▶ **Input for this task**:
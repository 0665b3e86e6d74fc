/* src/client/i18n/src/lib.rs */

pub mod bundle;
pub mod errors;
pub mod interpolate;
pub mod provider;
pub mod registry;
pub mod translator;

// Re-exports for ergonomic use
pub use bundle::LocaleBundle;
pub use errors::LocaleError;
pub use interpolate::interpolate;
pub use provider::LocaleProvider;
pub use registry::{DEFAULT_LOCALE, LocaleRegistry, SUPPORTED_LOCALES};
pub use translator::Translator;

▶ **Task goal**: Return, from the data, each line that has the word "errors" in it.

▶ **Exercise answer**:
pub mod errors;
pub use errors::LocaleError;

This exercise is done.